> _Aim of the exercise_
Copy each line of the records below, from the first through the one that contains "pub fn erase(&mut", exactly as written.

> _Records for the task_
====

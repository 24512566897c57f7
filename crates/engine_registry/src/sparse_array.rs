//! Per-type component storage indexed directly by entity index.
//!
//! A [`SparseArray`] is a growable `Vec<Option<T>>`. Slot `i` holds the
//! component of the entity whose index is `i`, or `None`. Presence is an
//! explicit flag rather than a sentinel value, so any `T` can be stored.
//! Slots are never removed, only cleared, so indices stay stable.

use std::ops::Index;

/// Dense-by-index, sparse-by-entity storage for one component type.
#[derive(Debug, Clone)]
pub struct SparseArray<T> {
    data: Vec<Option<T>>,
}

impl<T> SparseArray<T> {
    /// Create an empty array.
    #[must_use]
    pub fn new() -> Self {
        Self { data: Vec::new() }
    }

    /// Number of slots, including empty ones.
    #[must_use]
    pub fn len(&self) -> usize {
        self.data.len()
    }

    /// Returns `true` if there are no slots at all.
    #[must_use]
    pub fn is_empty(&self) -> bool {
        self.data.is_empty()
    }

    /// Number of slots holding a value.
    #[must_use]
    pub fn count(&self) -> usize {
        self.data.iter().filter(|slot| slot.is_some()).count()
    }

    fn slot_mut(&mut self, pos: usize) -> &mut Option<T> {
        if pos >= self.data.len() {
            self.data.resize_with(pos + 1, || None);
        }
        &mut self.data[pos]
    }

    /// Store `value` at `pos`, growing with empty slots if needed. Any
    /// previous value is dropped.
    pub fn insert_at(&mut self, pos: usize, value: T) -> &mut T {
        self.slot_mut(pos).insert(value)
    }

    /// Construct a value in the slot at `pos` from `make`, growing if needed.
    pub fn emplace_at<F>(&mut self, pos: usize, make: F) -> &mut T
    where
        F: FnOnce() -> T,
    {
        let slot = self.slot_mut(pos);
        *slot = None;
        slot.insert(make())
    }

    /// Clear the slot at `pos`, returning the value it held. Out-of-range
    /// positions are ignored.
    pub fn erase(&mut self, pos: usize) -> Option<T> {
        self.data.get_mut(pos).and_then(Option::take)
    }

    /// Returns the value at `pos`, if present.
    #[must_use]
    pub fn get(&self, pos: usize) -> Option<&T> {
        self.data.get(pos).and_then(Option::as_ref)
    }

    /// Returns the value at `pos` mutably, if present.
    pub fn get_mut(&mut self, pos: usize) -> Option<&mut T> {
        self.data.get_mut(pos).and_then(Option::as_mut)
    }

    /// Returns `true` if the slot at `pos` holds a value.
    #[must_use]
    pub fn contains(&self, pos: usize) -> bool {
        self.get(pos).is_some()
    }

    /// Iterate every slot in index order.
    pub fn iter(&self) -> std::slice::Iter<'_, Option<T>> {
        self.data.iter()
    }

    /// Iterate every slot mutably in index order.
    pub fn iter_mut(&mut self) -> std::slice::IterMut<'_, Option<T>> {
        self.data.iter_mut()
    }

    /// Iterate `(index, value)` for present slots only.
    pub fn iter_present(&self) -> impl Iterator<Item = (usize, &T)> + '_ {
        self.data
            .iter()
            .enumerate()
            .filter_map(|(i, slot)| slot.as_ref().map(|v| (i, v)))
    }

    /// Iterate `(index, value)` mutably for present slots only.
    pub fn iter_present_mut(&mut self) -> impl Iterator<Item = (usize, &mut T)> + '_ {
        self.data
            .iter_mut()
            .enumerate()
            .filter_map(|(i, slot)| slot.as_mut().map(|v| (i, v)))
    }
}

impl<T> Default for SparseArray<T> {
    fn default() -> Self {
        Self::new()
    }
}

impl<T> Index<usize> for SparseArray<T> {
    type Output = Option<T>;

    fn index(&self, pos: usize) -> &Self::Output {
        &self.data[pos]
    }
}

impl<'a, T> IntoIterator for &'a SparseArray<T> {
    type Item = &'a Option<T>;
    type IntoIter = std::slice::Iter<'a, Option<T>>;

    fn into_iter(self) -> Self::IntoIter {
        self.iter()
    }
}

====

> _Response to this exercise_
repository 24512566897c57f7
filename crates/engine_registry/src/sparse_array.rs
//! Per-type component storage indexed directly by entity index.
//!
//! A [`SparseArray`] is a growable `Vec<Option<T>>`. Slot `i` holds the
//! component of the entity whose index is `i`, or `None`. Presence is an
//! explicit flag rather than a sentinel value, so any `T` can be stored.
//! Slots are never removed, only cleared, so indices stay stable.

use std::ops::Index;

/// Dense-by-index, sparse-by-entity storage for one component type.
#[derive(Debug, Clone)]
pub struct SparseArray<T> {
    data: Vec<Option<T>>,
}

impl<T> SparseArray<T> {
    /// Create an empty array.
    #[must_use]
    pub fn new() -> Self {
        Self { data: Vec::new() }
    }

    /// Number of slots, including empty ones.
    #[must_use]
    pub fn len(&self) -> usize {
        self.data.len()
    }

    /// Returns `true` if there are no slots at all.
    #[must_use]
    pub fn is_empty(&self) -> bool {
        self.data.is_empty()
    }

    /// Number of slots holding a value.
    #[must_use]
    pub fn count(&self) -> usize {
        self.data.iter().filter(|slot| slot.is_some()).count()
    }

    fn slot_mut(&mut self, pos: usize) -> &mut Option<T> {
        if pos >= self.data.len() {
            self.data.resize_with(pos + 1, || None);
        }
        &mut self.data[pos]
    }

    /// Store `value` at `pos`, growing with empty slots if needed. Any
    /// previous value is dropped.
    pub fn insert_at(&mut self, pos: usize, value: T) -> &mut T {
        self.slot_mut(pos).insert(value)
    }

    /// Construct a value in the slot at `pos` from `make`, growing if needed.
    pub fn emplace_at<F>(&mut self, pos: usize, make: F) -> &mut T
    where
        F: FnOnce() -> T,
    {
        let slot = self.slot_mut(pos);
        *slot = None;
        slot.insert(make())
    }

    /// Clear the slot at `pos`, returning the value it held. Out-of-range
    /// positions are ignored.
    pub fn erase(&mut self, pos: usize) -> Option<T> {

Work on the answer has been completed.